[Collection entries]
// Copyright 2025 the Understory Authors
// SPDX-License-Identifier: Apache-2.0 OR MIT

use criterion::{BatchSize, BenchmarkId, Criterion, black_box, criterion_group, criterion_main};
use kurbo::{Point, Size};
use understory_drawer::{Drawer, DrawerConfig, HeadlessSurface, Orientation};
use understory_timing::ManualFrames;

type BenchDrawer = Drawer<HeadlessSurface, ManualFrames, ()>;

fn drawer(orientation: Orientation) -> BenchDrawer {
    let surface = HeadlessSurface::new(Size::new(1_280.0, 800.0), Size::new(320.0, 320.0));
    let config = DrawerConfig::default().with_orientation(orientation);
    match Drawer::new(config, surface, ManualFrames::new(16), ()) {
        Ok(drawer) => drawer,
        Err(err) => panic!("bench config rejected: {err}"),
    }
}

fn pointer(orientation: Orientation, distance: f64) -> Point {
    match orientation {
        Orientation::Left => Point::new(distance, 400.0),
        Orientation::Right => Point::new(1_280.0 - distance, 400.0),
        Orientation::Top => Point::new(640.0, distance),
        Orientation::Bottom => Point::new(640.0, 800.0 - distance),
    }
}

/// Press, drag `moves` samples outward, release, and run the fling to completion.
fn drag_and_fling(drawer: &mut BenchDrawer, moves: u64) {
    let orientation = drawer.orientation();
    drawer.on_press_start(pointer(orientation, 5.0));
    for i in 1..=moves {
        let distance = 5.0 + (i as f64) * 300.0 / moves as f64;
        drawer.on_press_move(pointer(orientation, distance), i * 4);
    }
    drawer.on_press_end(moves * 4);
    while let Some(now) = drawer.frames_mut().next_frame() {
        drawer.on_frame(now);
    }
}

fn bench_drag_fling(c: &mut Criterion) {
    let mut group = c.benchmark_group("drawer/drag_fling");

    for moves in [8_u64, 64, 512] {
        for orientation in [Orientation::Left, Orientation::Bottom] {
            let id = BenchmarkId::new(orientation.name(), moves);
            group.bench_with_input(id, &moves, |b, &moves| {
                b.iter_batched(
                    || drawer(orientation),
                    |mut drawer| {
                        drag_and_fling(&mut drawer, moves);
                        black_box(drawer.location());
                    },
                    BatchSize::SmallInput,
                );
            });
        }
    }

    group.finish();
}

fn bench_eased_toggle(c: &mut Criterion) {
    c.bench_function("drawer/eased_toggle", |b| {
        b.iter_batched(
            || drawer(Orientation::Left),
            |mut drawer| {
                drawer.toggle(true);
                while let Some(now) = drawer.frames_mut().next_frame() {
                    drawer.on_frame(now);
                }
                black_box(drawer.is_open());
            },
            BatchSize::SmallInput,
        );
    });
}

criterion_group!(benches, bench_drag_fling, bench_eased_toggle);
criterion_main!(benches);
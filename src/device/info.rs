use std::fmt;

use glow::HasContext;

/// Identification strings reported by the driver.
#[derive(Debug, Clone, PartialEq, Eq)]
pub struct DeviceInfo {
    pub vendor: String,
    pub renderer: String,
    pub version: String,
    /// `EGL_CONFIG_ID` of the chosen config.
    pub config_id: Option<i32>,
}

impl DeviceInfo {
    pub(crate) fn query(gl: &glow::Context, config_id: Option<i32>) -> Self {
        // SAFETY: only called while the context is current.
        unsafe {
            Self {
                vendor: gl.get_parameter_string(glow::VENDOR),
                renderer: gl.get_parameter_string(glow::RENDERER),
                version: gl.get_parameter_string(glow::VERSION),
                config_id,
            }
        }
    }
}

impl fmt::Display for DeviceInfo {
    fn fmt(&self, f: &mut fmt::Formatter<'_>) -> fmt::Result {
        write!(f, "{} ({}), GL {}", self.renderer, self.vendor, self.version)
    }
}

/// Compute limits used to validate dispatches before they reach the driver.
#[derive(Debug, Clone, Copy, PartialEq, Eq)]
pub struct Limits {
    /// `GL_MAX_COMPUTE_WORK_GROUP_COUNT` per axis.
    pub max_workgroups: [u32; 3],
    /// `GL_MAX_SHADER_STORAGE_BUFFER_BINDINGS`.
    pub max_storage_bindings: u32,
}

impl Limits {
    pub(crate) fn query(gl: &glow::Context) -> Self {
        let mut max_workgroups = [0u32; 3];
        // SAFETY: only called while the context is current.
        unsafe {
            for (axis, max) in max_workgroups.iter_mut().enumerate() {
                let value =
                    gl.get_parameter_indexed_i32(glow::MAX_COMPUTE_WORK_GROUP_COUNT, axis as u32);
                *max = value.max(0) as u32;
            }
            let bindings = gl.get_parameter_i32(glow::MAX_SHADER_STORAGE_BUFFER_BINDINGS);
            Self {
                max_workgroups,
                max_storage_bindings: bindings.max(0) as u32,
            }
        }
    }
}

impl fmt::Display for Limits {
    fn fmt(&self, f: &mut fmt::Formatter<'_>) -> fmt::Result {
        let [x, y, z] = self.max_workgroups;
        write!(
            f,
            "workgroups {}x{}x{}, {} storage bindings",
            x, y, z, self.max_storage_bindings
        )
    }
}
---
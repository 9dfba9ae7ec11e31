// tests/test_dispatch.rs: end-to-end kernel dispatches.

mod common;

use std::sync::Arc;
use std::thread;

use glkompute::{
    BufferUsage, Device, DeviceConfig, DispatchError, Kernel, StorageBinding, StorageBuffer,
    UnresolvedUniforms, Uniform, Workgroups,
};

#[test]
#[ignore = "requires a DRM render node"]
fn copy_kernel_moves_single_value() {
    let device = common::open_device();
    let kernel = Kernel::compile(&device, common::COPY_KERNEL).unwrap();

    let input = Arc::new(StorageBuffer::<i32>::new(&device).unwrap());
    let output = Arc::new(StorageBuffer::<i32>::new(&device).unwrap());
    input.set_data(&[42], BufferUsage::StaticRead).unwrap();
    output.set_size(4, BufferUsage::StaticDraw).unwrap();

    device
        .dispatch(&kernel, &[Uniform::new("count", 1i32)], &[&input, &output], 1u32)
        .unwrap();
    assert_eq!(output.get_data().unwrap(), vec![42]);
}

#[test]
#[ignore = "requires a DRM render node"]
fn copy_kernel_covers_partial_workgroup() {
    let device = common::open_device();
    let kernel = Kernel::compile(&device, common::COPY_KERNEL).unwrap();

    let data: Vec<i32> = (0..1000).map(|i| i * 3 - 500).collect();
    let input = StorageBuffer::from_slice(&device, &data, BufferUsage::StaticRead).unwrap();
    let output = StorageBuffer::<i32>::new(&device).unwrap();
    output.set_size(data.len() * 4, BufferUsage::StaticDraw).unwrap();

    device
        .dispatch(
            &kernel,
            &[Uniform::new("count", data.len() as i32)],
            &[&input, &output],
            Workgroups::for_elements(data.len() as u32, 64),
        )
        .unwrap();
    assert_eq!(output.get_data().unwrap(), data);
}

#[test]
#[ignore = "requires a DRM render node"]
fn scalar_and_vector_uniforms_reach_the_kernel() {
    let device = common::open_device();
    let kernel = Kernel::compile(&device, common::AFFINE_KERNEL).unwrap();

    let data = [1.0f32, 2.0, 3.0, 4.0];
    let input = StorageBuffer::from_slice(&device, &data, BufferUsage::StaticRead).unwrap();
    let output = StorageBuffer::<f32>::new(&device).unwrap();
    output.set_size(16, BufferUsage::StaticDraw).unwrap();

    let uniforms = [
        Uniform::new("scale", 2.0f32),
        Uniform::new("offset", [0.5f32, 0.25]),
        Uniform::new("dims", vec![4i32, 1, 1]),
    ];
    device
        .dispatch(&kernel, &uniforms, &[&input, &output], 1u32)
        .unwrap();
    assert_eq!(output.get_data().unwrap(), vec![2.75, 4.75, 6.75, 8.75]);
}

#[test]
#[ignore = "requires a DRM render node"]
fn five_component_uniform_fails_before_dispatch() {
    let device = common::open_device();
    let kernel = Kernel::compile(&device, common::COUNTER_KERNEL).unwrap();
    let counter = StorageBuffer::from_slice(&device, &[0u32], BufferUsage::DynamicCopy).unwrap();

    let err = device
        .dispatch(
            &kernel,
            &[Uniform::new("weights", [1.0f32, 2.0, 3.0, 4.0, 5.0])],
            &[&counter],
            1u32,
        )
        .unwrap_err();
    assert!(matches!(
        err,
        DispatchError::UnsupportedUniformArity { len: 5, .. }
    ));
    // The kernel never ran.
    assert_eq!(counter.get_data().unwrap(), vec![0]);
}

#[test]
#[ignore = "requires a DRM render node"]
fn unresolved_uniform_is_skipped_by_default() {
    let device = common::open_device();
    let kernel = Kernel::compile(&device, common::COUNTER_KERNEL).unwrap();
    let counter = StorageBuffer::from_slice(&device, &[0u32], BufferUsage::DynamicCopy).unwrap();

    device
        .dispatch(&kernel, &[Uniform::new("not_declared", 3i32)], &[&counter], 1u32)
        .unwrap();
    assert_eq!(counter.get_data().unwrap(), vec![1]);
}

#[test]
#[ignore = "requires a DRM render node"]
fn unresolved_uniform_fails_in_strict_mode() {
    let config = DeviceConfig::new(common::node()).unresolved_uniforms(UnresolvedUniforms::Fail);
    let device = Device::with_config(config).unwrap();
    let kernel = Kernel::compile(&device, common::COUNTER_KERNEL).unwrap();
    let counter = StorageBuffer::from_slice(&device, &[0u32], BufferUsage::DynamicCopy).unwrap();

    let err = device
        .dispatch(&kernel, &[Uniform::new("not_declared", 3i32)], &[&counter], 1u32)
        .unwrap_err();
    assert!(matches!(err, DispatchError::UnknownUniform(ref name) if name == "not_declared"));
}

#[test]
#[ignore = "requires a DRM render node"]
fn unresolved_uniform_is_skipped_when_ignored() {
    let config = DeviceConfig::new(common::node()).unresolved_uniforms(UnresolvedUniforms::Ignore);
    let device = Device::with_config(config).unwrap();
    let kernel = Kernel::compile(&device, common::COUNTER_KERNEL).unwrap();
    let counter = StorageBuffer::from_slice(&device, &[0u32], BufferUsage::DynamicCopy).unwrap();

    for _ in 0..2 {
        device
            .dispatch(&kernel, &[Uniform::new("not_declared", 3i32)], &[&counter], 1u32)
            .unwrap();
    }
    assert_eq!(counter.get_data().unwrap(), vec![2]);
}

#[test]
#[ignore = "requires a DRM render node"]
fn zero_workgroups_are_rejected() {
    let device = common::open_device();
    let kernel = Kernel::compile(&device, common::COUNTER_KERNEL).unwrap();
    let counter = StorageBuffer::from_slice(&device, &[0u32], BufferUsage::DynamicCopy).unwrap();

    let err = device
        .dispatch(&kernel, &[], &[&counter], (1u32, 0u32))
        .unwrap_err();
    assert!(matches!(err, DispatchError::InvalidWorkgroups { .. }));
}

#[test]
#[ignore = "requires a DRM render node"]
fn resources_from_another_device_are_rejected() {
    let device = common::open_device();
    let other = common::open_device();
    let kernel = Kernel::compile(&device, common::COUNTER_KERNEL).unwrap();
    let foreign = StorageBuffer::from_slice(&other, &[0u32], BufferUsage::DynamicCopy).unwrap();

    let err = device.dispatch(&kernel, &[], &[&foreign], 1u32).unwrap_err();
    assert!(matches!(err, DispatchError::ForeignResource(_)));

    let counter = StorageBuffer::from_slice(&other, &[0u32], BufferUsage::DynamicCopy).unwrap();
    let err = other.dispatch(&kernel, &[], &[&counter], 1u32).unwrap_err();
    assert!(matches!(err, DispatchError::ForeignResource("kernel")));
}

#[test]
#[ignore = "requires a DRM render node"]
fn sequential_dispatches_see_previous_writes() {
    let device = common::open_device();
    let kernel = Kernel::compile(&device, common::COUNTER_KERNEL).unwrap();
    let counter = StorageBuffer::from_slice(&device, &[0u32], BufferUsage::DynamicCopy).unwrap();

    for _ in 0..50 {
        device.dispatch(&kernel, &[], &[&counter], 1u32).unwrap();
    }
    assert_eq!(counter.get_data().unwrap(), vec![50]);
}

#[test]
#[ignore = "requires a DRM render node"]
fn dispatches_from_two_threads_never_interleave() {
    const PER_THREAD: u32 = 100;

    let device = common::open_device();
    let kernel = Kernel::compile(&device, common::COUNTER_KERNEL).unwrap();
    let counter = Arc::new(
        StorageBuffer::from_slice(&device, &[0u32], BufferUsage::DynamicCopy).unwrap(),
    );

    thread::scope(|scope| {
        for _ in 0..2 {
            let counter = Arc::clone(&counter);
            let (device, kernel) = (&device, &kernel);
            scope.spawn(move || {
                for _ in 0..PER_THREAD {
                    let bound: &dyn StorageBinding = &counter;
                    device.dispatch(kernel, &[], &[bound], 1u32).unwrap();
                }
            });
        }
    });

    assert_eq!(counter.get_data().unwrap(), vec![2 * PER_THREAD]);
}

■ Task: Identify the lines above that contain the word "ForeignResource", then copy them.

■ Answer to this problem:
    assert!(matches!(err, DispatchError::ForeignResource(_)));
    assert!(matches!(err, DispatchError::ForeignResource("kernel")));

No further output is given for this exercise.